• [Work instruction]: Among the lines below, tally those that contain "RenderServiceRef" and respond with the total only.

• [Stored data entries]:
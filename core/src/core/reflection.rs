//! Reflection checking: probe every parameter with a unique trigger, render
//! the page once, and classify where each trigger came back.

use log::{debug, info};
use regex::Regex;
use scraper::node::Node;
use scraper::Html;
use std::collections::{BTreeMap, BTreeSet};

use crate::core::request::RequestDescriptor;
use crate::core::ContextKind;
use crate::error::{Result, XssMapError};
use crate::render::{RenderRequest, RenderServiceRef, RenderedPage};
use crate::utils::TriggerFactory;

/// DOM event-handler attributes whose values execute as script.
pub const EVENT_HANDLER_ATTRIBUTES: &[&str] = &[
    // mouse
    "onclick", "oncontextmenu", "ondblclick", "onmousedown", "onmouseenter", "onmouseleave",
    "onmousemove", "onmouseover", "onmouseout", "onmouseup", "onmousewheel", "onwheel",
    // keyboard
    "onkeydown", "onkeypress", "onkeyup",
    // window / frame / history
    "onabort", "onbeforeunload", "onerror", "onhashchange", "onload", "onpageshow",
    "onpagehide", "onresize", "onscroll", "onunload", "onafterprint", "onbeforeprint",
    "onpopstate", "onstorage", "ononline", "onoffline", "onmessage", "onopen", "onshow",
    "ontoggle",
    // form
    "onblur", "onchange", "onfocus", "onfocusin", "onfocusout", "oninput", "oninvalid",
    "onreset", "onsearch", "onselect", "onsubmit",
    // drag and drop
    "ondrag", "ondragend", "ondragenter", "ondragleave", "ondragover", "ondragstart", "ondrop",
    // clipboard
    "oncopy", "oncut", "onpaste",
    // media
    "oncanplay", "oncanplaythrough", "ondurationchange", "onemptied", "onended",
    "onloadeddata", "onloadedmetadata", "onloadstart", "onpause", "onplay", "onplaying",
    "onprogress", "onratechange", "onseeked", "onseeking", "onstalled", "onsuspend",
    "ontimeupdate", "onvolumechange", "onwaiting",
    // touch
    "ontouchcancel", "ontouchend", "ontouchmove", "ontouchstart",
];

pub fn is_event_handler(attribute: &str) -> bool {
    EVENT_HANDLER_ATTRIBUTES
        .iter()
        .any(|h| h.eq_ignore_ascii_case(attribute))
}

/// One context kind and how many times the trigger matched it.
#[derive(Debug, Clone, Copy, PartialEq, Eq)]
pub struct ContextMatch {
    pub kind: ContextKind,
    pub count: usize,
}

/// Every context a single trigger was found in.
#[derive(Debug, Clone, PartialEq, Eq)]
pub struct TriggerReport {
    pub trigger: String,
    pub contexts: Vec<ContextMatch>,
}

impl TriggerReport {
    pub fn kinds(&self) -> BTreeSet<ContextKind> {
        self.contexts.iter().map(|c| c.kind).collect()
    }
}

#[derive(Default)]
struct ContextCounter {
    counts: BTreeMap<ContextKind, usize>,
}

impl ContextCounter {
    fn add(&mut self, kind: ContextKind, n: usize) {
        if n > 0 {
            *self.counts.entry(kind).or_insert(0) += n;
        }
    }

    fn hit(&mut self, kind: ContextKind, matched: bool) {
        self.add(kind, usize::from(matched));
    }

    fn into_matches(self) -> Vec<ContextMatch> {
        self.counts
            .into_iter()
            .map(|(kind, count)| ContextMatch { kind, count })
            .collect()
    }
}

/// Counts quoted JS string literals in `script` that contain `trigger`.
///
/// Returns `(single_quoted, double_quoted)`. Quotes may be escaped with a
/// backslash inside the literal.
pub fn count_js_string_literals(script: &str, trigger: &str) -> (usize, usize) {
    let escaped = regex::escape(trigger);
    let single = format!(r#"'(?:[^'\\]|\\.)*{}(?:[^'\\]|\\.)*'"#, escaped);
    let double = format!(r#""(?:[^"\\]|\\.)*{}(?:[^"\\]|\\.)*""#, escaped);

    let count = |pattern: &str| match Regex::new(pattern) {
        Ok(re) => re.find_iter(script).count(),
        Err(e) => {
            debug!("Skipping JS literal scan for trigger {}: {}", trigger, e);
            0
        }
    };

    (count(&single), count(&double))
}

/// Classifies where `trigger` appears in an already-parsed document.
fn analyze_trigger(document: &Html, page: &RenderedPage, trigger: &str) -> Vec<ContextMatch> {
    let lowered = trigger.to_ascii_lowercase();
    let mut counter = ContextCounter::default();
    let mut sq_total = 0;
    let mut dq_total = 0;

    for node in document.tree.nodes() {
        let element = match node.value().as_element() {
            Some(el) => el,
            None => continue,
        };
        let name = element.name();

        counter.hit(ContextKind::NodeName, name.starts_with(&lowered));

        let mut attr_name = false;
        let mut any_value = false;
        let mut id_value = false;
        let mut class_value = false;
        let mut style_value = false;
        let mut on_value = false;

        for (attr, value) in element.attrs() {
            if attr.eq_ignore_ascii_case(trigger) {
                attr_name = true;
            }
            if value.contains(trigger) {
                any_value = true;
                match attr {
                    "id" => id_value = true,
                    "class" => class_value = true,
                    "style" => style_value = true,
                    a if is_event_handler(a) => on_value = true,
                    _ => {}
                }
            }
        }

        counter.hit(ContextKind::AttributeName, attr_name);
        counter.hit(ContextKind::AttributeValue, any_value);
        counter.hit(ContextKind::IdAttrib, id_value);
        counter.hit(ContextKind::ClassAttrib, class_value);
        counter.hit(ContextKind::StyleAttrib, style_value);
        counter.hit(ContextKind::OnAttrib, on_value);

        let text: String = node
            .children()
            .filter_map(|child| child.value().as_text().map(|t| &**t))
            .collect();
        let in_text = text.contains(trigger);
        counter.hit(ContextKind::Text, in_text);

        let in_comment = node.children().any(|child| match child.value() {
            Node::Comment(comment) => comment.contains(trigger),
            _ => false,
        });
        counter.hit(ContextKind::Comment, in_comment);

        if in_text && name == "style" {
            counter.hit(ContextKind::Style, true);
        }

        if in_text && name == "script" {
            counter.hit(ContextKind::JsNode, true);
            let (sq, dq) = count_js_string_literals(&text, trigger);
            sq_total += sq;
            dq_total += dq;
        }
    }

    counter.add(ContextKind::JsSingleQuote, sq_total);
    counter.add(ContextKind::JsDoubleQuote, dq_total);

    let side_channel = |entries: &[String]| entries.iter().filter(|e| e.contains(trigger)).count();
    counter.add(ContextKind::JsError, side_channel(&page.errors));
    counter.add(ContextKind::JsConsole, side_channel(&page.console_messages));
    counter.add(ContextKind::JsPrompt, side_channel(&page.prompts));
    counter.add(ContextKind::JsConfirm, side_channel(&page.confirms));

    counter.into_matches()
}

/// Runs every context query for every trigger.
///
/// Only triggers with at least one matching context are reported, in the
/// order they were given.
pub fn analyze_rendered_page(page: &RenderedPage, triggers: &[&str]) -> Vec<TriggerReport> {
    let document = Html::parse_document(&page.html);

    triggers
        .iter()
        .map(|trigger| TriggerReport {
            trigger: trigger.to_string(),
            contexts: analyze_trigger(&document, page, trigger),
        })
        .filter(|report| !report.contexts.is_empty())
        .collect()
}

/// Moves every parameter named by a report from `params_other` into
/// `params_reflected`, recording the union of its contexts.
///
/// The reflected set is computed first and both collections are rebuilt in
/// one pass. A report whose trigger matches no parameter, or more than one,
/// is a correlation failure.
pub fn apply_reflections(
    descriptor: RequestDescriptor,
    reports: &[TriggerReport],
) -> Result<RequestDescriptor> {
    let mut reflected: BTreeMap<usize, BTreeSet<ContextKind>> = BTreeMap::new();

    for report in reports.iter().filter(|r| !r.contexts.is_empty()) {
        let owners: Vec<usize> = descriptor
            .params_other
            .iter()
            .enumerate()
            .filter(|(_, p)| p.trigger.as_deref() == Some(report.trigger.as_str()))
            .map(|(idx, _)| idx)
            .collect();

        match owners.as_slice() {
            [idx] => reflected.entry(*idx).or_default().extend(report.kinds()),
            [] => {
                return Err(XssMapError::Correlation {
                    trigger: report.trigger.clone(),
                    reason: "no unreflected parameter carries this trigger".to_string(),
                })
            }
            many => {
                return Err(XssMapError::Correlation {
                    trigger: report.trigger.clone(),
                    reason: format!("trigger is shared by {} parameters", many.len()),
                })
            }
        }
    }

    let RequestDescriptor {
        request_type,
        root_url,
        body,
        params_other,
        mut params_reflected,
    } = descriptor;

    let mut still_other = Vec::with_capacity(params_other.len());
    for (idx, mut param) in params_other.into_iter().enumerate() {
        match reflected.remove(&idx) {
            Some(contexts) => {
                param.reflected_contexts.extend(contexts);
                params_reflected.push(param);
            }
            None => still_other.push(param),
        }
    }

    Ok(RequestDescriptor {
        request_type,
        root_url,
        body,
        params_other: still_other,
        params_reflected,
    })
}

/// Single-pass, stateless classification of a rendered probe page using the
/// triggers already assigned to `params_other`.
pub fn classify(descriptor: RequestDescriptor, page: &RenderedPage) -> Result<RequestDescriptor> {
    let triggers: Vec<String> = descriptor
        .params_other
        .iter()
        .filter_map(|p| p.trigger.clone())
        .collect();
    let trigger_refs: Vec<&str> = triggers.iter().map(String::as_str).collect();

    let reports = analyze_rendered_page(page, &trigger_refs);
    for report in &reports {
        debug!(
            "Trigger {} reflected in: {}",
            report.trigger,
            report
                .contexts
                .iter()
                .map(|c| format!("{}x{}", c.kind, c.count))
                .collect::<Vec<_>>()
                .join(", ")
        );
    }

    apply_reflections(descriptor, &reports)
}

/// Gives every unreflected parameter without a trigger a fresh alphabetic
/// one. Triggers already present are kept and reserved.
pub fn assign_triggers(descriptor: &mut RequestDescriptor, factory: &mut TriggerFactory) {
    for trigger in descriptor.params_other.iter().filter_map(|p| p.trigger.as_deref()) {
        factory.reserve(trigger);
    }
    for param in descriptor.params_other.iter_mut().filter(|p| p.trigger.is_none()) {
        param.trigger = Some(factory.next_reflect_trigger());
    }
}

/// Builds the probe request: each triggered parameter carries its trigger
/// as its value, everything else keeps its current value.
pub fn build_probe_request(descriptor: &RequestDescriptor) -> RenderRequest {
    let (url, body) = descriptor.reconstruct(|p| match (&p.trigger, p.reflected_contexts.is_empty()) {
        (Some(trigger), true) => trigger.clone(),
        _ => p.value.clone(),
    });
    RenderRequest::new(descriptor.request_type, url, body)
}

/// Drives one reflection check against the render service.
pub struct ReflectionChecker {
    render: RenderServiceRef,
    headers: BTreeMap<String, String>,
    cookies: BTreeMap<String, String>,
}

impl ReflectionChecker {
    pub fn new(render: RenderServiceRef) -> Self {
        Self {
            render,
            headers: BTreeMap::new(),
            cookies: BTreeMap::new(),
        }
    }

    pub fn with_headers(mut self, headers: BTreeMap<String, String>) -> Self {
        self.headers = headers;
        self
    }

    pub fn with_cookies(mut self, cookies: BTreeMap<String, String>) -> Self {
        self.cookies = cookies;
        self
    }

    pub async fn run(
        &self,
        mut descriptor: RequestDescriptor,
        factory: &mut TriggerFactory,
    ) -> Result<RequestDescriptor> {
        if descriptor.params_other.is_empty() {
            info!("No parameters to probe for reflection");
            return Ok(descriptor);
        }

        assign_triggers(&mut descriptor, factory);

        let request = build_probe_request(&descriptor)
            .with_headers(&self.headers)
            .with_cookies(&self.cookies);

        info!(
            "Probing {} parameter(s) for reflection via {} {}",
            descriptor.params_other.len(),
            request.method,
            request.url
        );

        let page = self.render.render(&request).await?;
        let classified = classify(descriptor, &page)?;

        info!(
            "Reflection check done: {} reflected, {} not reflected",
            classified.params_reflected.len(),
            classified.params_other.len()
        );

        Ok(classified)
    }
}
pub mod client;

pub use client::PhantomRenderClient;

use async_trait::async_trait;
use base64::{engine::general_purpose::STANDARD as BASE64, Engine as _};
use serde::Deserialize;
use std::collections::BTreeMap;
use std::sync::Arc;

use crate::core::RequestType;
use crate::error::RenderServiceError;

pub const FORM_CONTENT_TYPE: &str = "application/x-www-form-urlencoded";

/// Request descriptor handed to the render service.
#[derive(Debug, Clone, PartialEq, Eq)]
pub struct RenderRequest {
    pub method: RequestType,
    pub url: String,
    pub body: Option<String>,
    pub headers: BTreeMap<String, String>,
    pub cookies: BTreeMap<String, String>,
    pub provoke_page_events: bool,
}

impl RenderRequest {
    pub fn new(method: RequestType, url: String, body: Option<String>) -> Self {
        Self {
            method,
            url,
            body,
            headers: BTreeMap::new(),
            cookies: BTreeMap::new(),
            provoke_page_events: true,
        }
    }

    pub fn with_headers(mut self, headers: &BTreeMap<String, String>) -> Self {
        self.headers = headers.clone();
        self
    }

    pub fn with_cookies(mut self, cookies: &BTreeMap<String, String>) -> Self {
        self.cookies = cookies.clone();
        self
    }

    /// Caller headers plus the form content type every POST carries.
    pub fn effective_headers(&self) -> BTreeMap<String, String> {
        let mut headers = self.headers.clone();
        if self.method == RequestType::Post {
            headers.retain(|name, _| !name.eq_ignore_ascii_case("content-type"));
            headers.insert("Content-Type".to_string(), FORM_CONTENT_TYPE.to_string());
        }
        headers
    }

    /// Encodes the request as the form fields the render service reads.
    ///
    /// `url` and `body` are base64-encoded; `headers` and `cookies` are
    /// JSON-encoded, then base64-encoded. Empty optional fields are omitted.
    pub fn to_form_fields(&self) -> Result<Vec<(&'static str, String)>, serde_json::Error> {
        let mut fields = vec![
            ("method", self.method.to_string()),
            ("url", BASE64.encode(self.url.as_bytes())),
        ];

        if let Some(body) = self.body.as_deref().filter(|b| !b.is_empty()) {
            fields.push(("body", BASE64.encode(body.as_bytes())));
        }

        let headers = self.effective_headers();
        if !headers.is_empty() {
            fields.push(("headers", BASE64.encode(serde_json::to_string(&headers)?)));
        }

        if !self.cookies.is_empty() {
            fields.push(("cookies", BASE64.encode(serde_json::to_string(&self.cookies)?)));
        }

        if self.provoke_page_events {
            fields.push(("provokePageEvents", "true".to_string()));
        }

        Ok(fields)
    }
}

/// Rendered page plus every JS side effect the render service captured.
#[derive(Debug, Clone, Default, PartialEq, Eq)]
pub struct RenderedPage {
    pub html: String,
    pub errors: Vec<String>,
    pub console_messages: Vec<String>,
    pub alerts: Vec<String>,
    pub confirms: Vec<String>,
    pub prompts: Vec<String>,
}

/// Response body as sent by the render service: every field base64-encoded,
/// list fields additionally JSON-encoded.
#[derive(Debug, Deserialize)]
pub struct RawRenderedPage {
    pub html: String,
    pub errors: String,
    #[serde(rename = "consoleMessages")]
    pub console_messages: String,
    pub alerts: String,
    pub confirms: String,
    pub prompts: String,
}

impl RawRenderedPage {
    pub fn decode(&self) -> Result<RenderedPage, RenderServiceError> {
        Ok(RenderedPage {
            html: decode_html(&self.html)?,
            errors: decode_list("errors", &self.errors)?,
            console_messages: decode_list("consoleMessages", &self.console_messages)?,
            alerts: decode_list("alerts", &self.alerts)?,
            confirms: decode_list("confirms", &self.confirms)?,
            prompts: decode_list("prompts", &self.prompts)?,
        })
    }
}

fn decode_bytes(field: &str, encoded: &str) -> Result<Vec<u8>, RenderServiceError> {
    BASE64
        .decode(encoded.trim())
        .map_err(|e| RenderServiceError::malformed(field, e))
}

/// Falls back to a lossy decode when the page is not valid UTF-8.
fn decode_html(encoded: &str) -> Result<String, RenderServiceError> {
    let bytes = decode_bytes("html", encoded)?;
    match String::from_utf8(bytes) {
        Ok(html) => Ok(html),
        Err(e) => {
            log::debug!("Rendered HTML is not valid UTF-8, decoding lossily: {}", e);
            Ok(String::from_utf8_lossy(e.as_bytes()).into_owned())
        }
    }
}

fn decode_list(field: &str, encoded: &str) -> Result<Vec<String>, RenderServiceError> {
    let bytes = decode_bytes(field, encoded)?;
    let text = String::from_utf8(bytes).map_err(|e| RenderServiceError::malformed(field, e))?;
    serde_json::from_str(&text).map_err(|e| RenderServiceError::malformed(field, e))
}

/// Stateless boundary to the headless-browser backend.
#[async_trait]
pub trait RenderService: Send + Sync {
    async fn render(&self, request: &RenderRequest) -> Result<RenderedPage, RenderServiceError>;

    /// Liveness check run once before the first render of an assessment.
    async fn ensure_available(&self) -> Result<(), RenderServiceError> {
        Ok(())
    }
}

pub type RenderServiceRef = Arc<dyn RenderService>;

#[cfg(test)]
mod tests {
    use super::*;

    fn b64(s: &str) -> String {
        BASE64.encode(s.as_bytes())
    }

    fn field<'a>(fields: &'a [(&'static str, String)], name: &str) -> Option<&'a str> {
        fields.iter().find(|(k, _)| *k == name).map(|(_, v)| v.as_str())
    }

    #[test]
    fn test_get_request_fields() {
        let req = RenderRequest::new(RequestType::Get, "http://site/x?a=1".to_string(), None);
        let fields = req.to_form_fields().unwrap();

        assert_eq!(field(&fields, "method"), Some("GET"));
        assert_eq!(field(&fields, "url"), Some(b64("http://site/x?a=1").as_str()));
        assert_eq!(field(&fields, "provokePageEvents"), Some("true"));
        assert!(field(&fields, "body").is_none());
        assert!(field(&fields, "headers").is_none());
        assert!(field(&fields, "cookies").is_none());
    }

    #[test]
    fn test_post_request_injects_form_content_type() {
        let mut cookies = BTreeMap::new();
        cookies.insert("sess".to_string(), "abc".to_string());
        let req = RenderRequest::new(RequestType::Post, "http://s/f".to_string(), Some("a=1".to_string()))
            .with_cookies(&cookies);
        let fields = req.to_form_fields().unwrap();

        assert_eq!(field(&fields, "body"), Some(b64("a=1").as_str()));
        let headers = BASE64.decode(field(&fields, "headers").unwrap()).unwrap();
        let headers: BTreeMap<String, String> = serde_json::from_slice(&headers).unwrap();
        assert_eq!(headers.get("Content-Type").map(String::as_str), Some(FORM_CONTENT_TYPE));

        let cookies = BASE64.decode(field(&fields, "cookies").unwrap()).unwrap();
        assert_eq!(String::from_utf8(cookies).unwrap(), r#"{"sess":"abc"}"#);
    }

    #[test]
    fn test_post_replaces_caller_content_type_in_any_case() {
        let mut headers = BTreeMap::new();
        headers.insert("content-type".to_string(), "text/plain".to_string());
        headers.insert("X-Api".to_string(), "k".to_string());

        let post = RenderRequest::new(RequestType::Post, "http://s/f".to_string(), Some("a=1".to_string()))
            .with_headers(&headers);
        let effective = post.effective_headers();
        assert_eq!(effective.len(), 2);
        assert!(!effective.contains_key("content-type"));
        assert_eq!(effective.get("Content-Type").map(String::as_str), Some(FORM_CONTENT_TYPE));
        assert_eq!(effective.get("X-Api").map(String::as_str), Some("k"));

        let get = RenderRequest::new(RequestType::Get, "http://s/f".to_string(), None).with_headers(&headers);
        assert_eq!(get.effective_headers(), headers);
    }

    #[test]
    fn test_decode_raw_page() {
        let raw = RawRenderedPage {
            html: b64("<html><body>hi</body></html>"),
            errors: b64(r#"["ReferenceError: x"]"#),
            console_messages: b64("[]"),
            alerts: b64(r#"["123456789"]"#),
            confirms: b64("[]"),
            prompts: b64("[]"),
        };
        let page = raw.decode().unwrap();
        assert!(page.html.contains("hi"));
        assert_eq!(page.errors, vec!["ReferenceError: x".to_string()]);
        assert_eq!(page.alerts, vec!["123456789".to_string()]);
        assert!(page.console_messages.is_empty());
    }

    #[test]
    fn test_decode_html_falls_back_on_invalid_utf8() {
        let raw_html = BASE64.encode([b'<', b'p', b'>', 0xff, b'<', b'/', b'p', b'>']);
        let html = decode_html(&raw_html).unwrap();
        assert!(html.starts_with("<p>"));
        assert!(html.ends_with("</p>"));
    }

    #[test]
    fn test_decode_rejects_bad_list_json() {
        let err = decode_list("errors", &b64("not json")).unwrap_err();
        assert!(matches!(err, RenderServiceError::MalformedResponse { ref field, .. } if field == "errors"));
    }
}
pub mod assessment;
pub mod probe;
pub mod reflection;
pub mod request;
pub mod result_aggregator;
pub mod scanner;

use serde::{Deserialize, Serialize};
use std::str::FromStr;

use crate::error::XssMapError;

/// Structural or script location in which a trigger was observed.
///
/// Declaration order is the order in which the reflection checker runs its
/// queries, so a `BTreeSet<ContextKind>` iterates in detection order.
#[derive(Debug, Clone, Copy, PartialEq, Eq, Hash, PartialOrd, Ord, Serialize, Deserialize)]
pub enum ContextKind {
    #[serde(rename = "nodename")]
    NodeName,
    #[serde(rename = "attributename")]
    AttributeName,
    #[serde(rename = "attributevalue")]
    AttributeValue,
    #[serde(rename = "text")]
    Text,
    #[serde(rename = "comment")]
    Comment,
    #[serde(rename = "style")]
    Style,
    #[serde(rename = "idattrib")]
    IdAttrib,
    #[serde(rename = "classattrib")]
    ClassAttrib,
    #[serde(rename = "styleattrib")]
    StyleAttrib,
    #[serde(rename = "jsnode")]
    JsNode,
    #[serde(rename = "jssinglequote")]
    JsSingleQuote,
    #[serde(rename = "jsdoublequote")]
    JsDoubleQuote,
    #[serde(rename = "onattrib")]
    OnAttrib,
    #[serde(rename = "js_error")]
    JsError,
    #[serde(rename = "js_console")]
    JsConsole,
    #[serde(rename = "js_prompt")]
    JsPrompt,
    #[serde(rename = "js_confirm")]
    JsConfirm,
    /// Wildcard used when reflection checking is skipped; matches every payload.
    #[serde(rename = "general")]
    General,
}

impl ContextKind {
    pub const ALL: [ContextKind; 18] = [
        ContextKind::NodeName,
        ContextKind::AttributeName,
        ContextKind::AttributeValue,
        ContextKind::Text,
        ContextKind::Comment,
        ContextKind::Style,
        ContextKind::IdAttrib,
        ContextKind::ClassAttrib,
        ContextKind::StyleAttrib,
        ContextKind::JsNode,
        ContextKind::JsSingleQuote,
        ContextKind::JsDoubleQuote,
        ContextKind::OnAttrib,
        ContextKind::JsError,
        ContextKind::JsConsole,
        ContextKind::JsPrompt,
        ContextKind::JsConfirm,
        ContextKind::General,
    ];

    pub fn as_str(&self) -> &'static str {
        match self {
            ContextKind::NodeName => "nodename",
            ContextKind::AttributeName => "attributename",
            ContextKind::AttributeValue => "attributevalue",
            ContextKind::Text => "text",
            ContextKind::Comment => "comment",
            ContextKind::Style => "style",
            ContextKind::IdAttrib => "idattrib",
            ContextKind::ClassAttrib => "classattrib",
            ContextKind::StyleAttrib => "styleattrib",
            ContextKind::JsNode => "jsnode",
            ContextKind::JsSingleQuote => "jssinglequote",
            ContextKind::JsDoubleQuote => "jsdoublequote",
            ContextKind::OnAttrib => "onattrib",
            ContextKind::JsError => "js_error",
            ContextKind::JsConsole => "js_console",
            ContextKind::JsPrompt => "js_prompt",
            ContextKind::JsConfirm => "js_confirm",
            ContextKind::General => "general",
        }
    }
}

impl std::fmt::Display for ContextKind {
    fn fmt(&self, f: &mut std::fmt::Formatter<'_>) -> std::fmt::Result {
        f.write_str(self.as_str())
    }
}

impl FromStr for ContextKind {
    type Err = String;

    fn from_str(s: &str) -> Result<Self, Self::Err> {
        ContextKind::ALL
            .iter()
            .copied()
            .find(|kind| kind.as_str() == s)
            .ok_or_else(|| format!("unknown context kind '{}'", s))
    }
}

/// Confidence level attached to an XSS finding.
#[derive(Debug, Clone, Copy, PartialEq, Eq, Hash, PartialOrd, Ord, Serialize, Deserialize)]
#[serde(rename_all = "UPPERCASE")]
pub enum Certainty {
    /// The verification call itself fired (`alert`).
    Certain,
    /// Only indirect evidence: an error or console message carried the trigger.
    Probable,
}

impl std::fmt::Display for Certainty {
    fn fmt(&self, f: &mut std::fmt::Formatter<'_>) -> std::fmt::Result {
        match self {
            Certainty::Certain => write!(f, "CERTAIN"),
            Certainty::Probable => write!(f, "PROBABLE"),
        }
    }
}

/// Channel through which a parameter reaches the server.
#[derive(Debug, Clone, Copy, PartialEq, Eq, Hash, Serialize, Deserialize)]
#[serde(rename_all = "lowercase")]
pub enum Delivery {
    Url,
    Body,
}

impl std::fmt::Display for Delivery {
    fn fmt(&self, f: &mut std::fmt::Formatter<'_>) -> std::fmt::Result {
        match self {
            Delivery::Url => write!(f, "url"),
            Delivery::Body => write!(f, "body"),
        }
    }
}

impl FromStr for Delivery {
    type Err = XssMapError;

    fn from_str(s: &str) -> Result<Self, Self::Err> {
        match s {
            "url" => Ok(Delivery::Url),
            "body" => Ok(Delivery::Body),
            other => Err(XssMapError::UnsupportedDelivery(other.to_string())),
        }
    }
}

/// HTTP method of the request under assessment.
#[derive(Debug, Clone, Copy, PartialEq, Eq, Hash, Default, Serialize, Deserialize)]
#[serde(rename_all = "UPPERCASE")]
pub enum RequestType {
    #[default]
    Get,
    Post,
}

impl std::fmt::Display for RequestType {
    fn fmt(&self, f: &mut std::fmt::Formatter<'_>) -> std::fmt::Result {
        match self {
            RequestType::Get => write!(f, "GET"),
            RequestType::Post => write!(f, "POST"),
        }
    }
}

impl FromStr for RequestType {
    type Err = XssMapError;

    fn from_str(s: &str) -> Result<Self, Self::Err> {
        match s.trim().to_ascii_uppercase().as_str() {
            "GET" => Ok(RequestType::Get),
            "POST" => Ok(RequestType::Post),
            _ => Err(XssMapError::UnsupportedMethod(s.to_string())),
        }
    }
}

#[cfg(test)]
mod tests {
    use super::*;

    #[test]
    fn test_context_kind_round_trips_through_labels() {
        for kind in ContextKind::ALL {
            assert_eq!(kind.as_str().parse::<ContextKind>().unwrap(), kind);
        }
        assert!("nonsense".parse::<ContextKind>().is_err());
    }

    #[test]
    fn test_context_kind_serializes_to_label() {
        let json = serde_json::to_string(&ContextKind::JsSingleQuote).unwrap();
        assert_eq!(json, "\"jssinglequote\"");
        let json = serde_json::to_string(&ContextKind::JsError).unwrap();
        assert_eq!(json, "\"js_error\"");
    }

    #[test]
    fn test_delivery_rejects_unknown_channel() {
        assert_eq!("url".parse::<Delivery>().unwrap(), Delivery::Url);
        assert_eq!("body".parse::<Delivery>().unwrap(), Delivery::Body);
        let err = "header".parse::<Delivery>().unwrap_err();
        assert!(matches!(err, XssMapError::UnsupportedDelivery(ref d) if d == "header"));
    }

    #[test]
    fn test_request_type_parsing() {
        assert_eq!("get".parse::<RequestType>().unwrap(), RequestType::Get);
        assert_eq!("POST".parse::<RequestType>().unwrap(), RequestType::Post);
        let err = "PUT".parse::<RequestType>().unwrap_err();
        assert!(matches!(err, XssMapError::UnsupportedMethod(_)));
    }

    #[test]
    fn test_certainty_serializes_uppercase() {
        assert_eq!(serde_json::to_string(&Certainty::Certain).unwrap(), "\"CERTAIN\"");
        assert_eq!(serde_json::to_string(&Certainty::Probable).unwrap(), "\"PROBABLE\"");
    }
}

• [Expected answer]: 4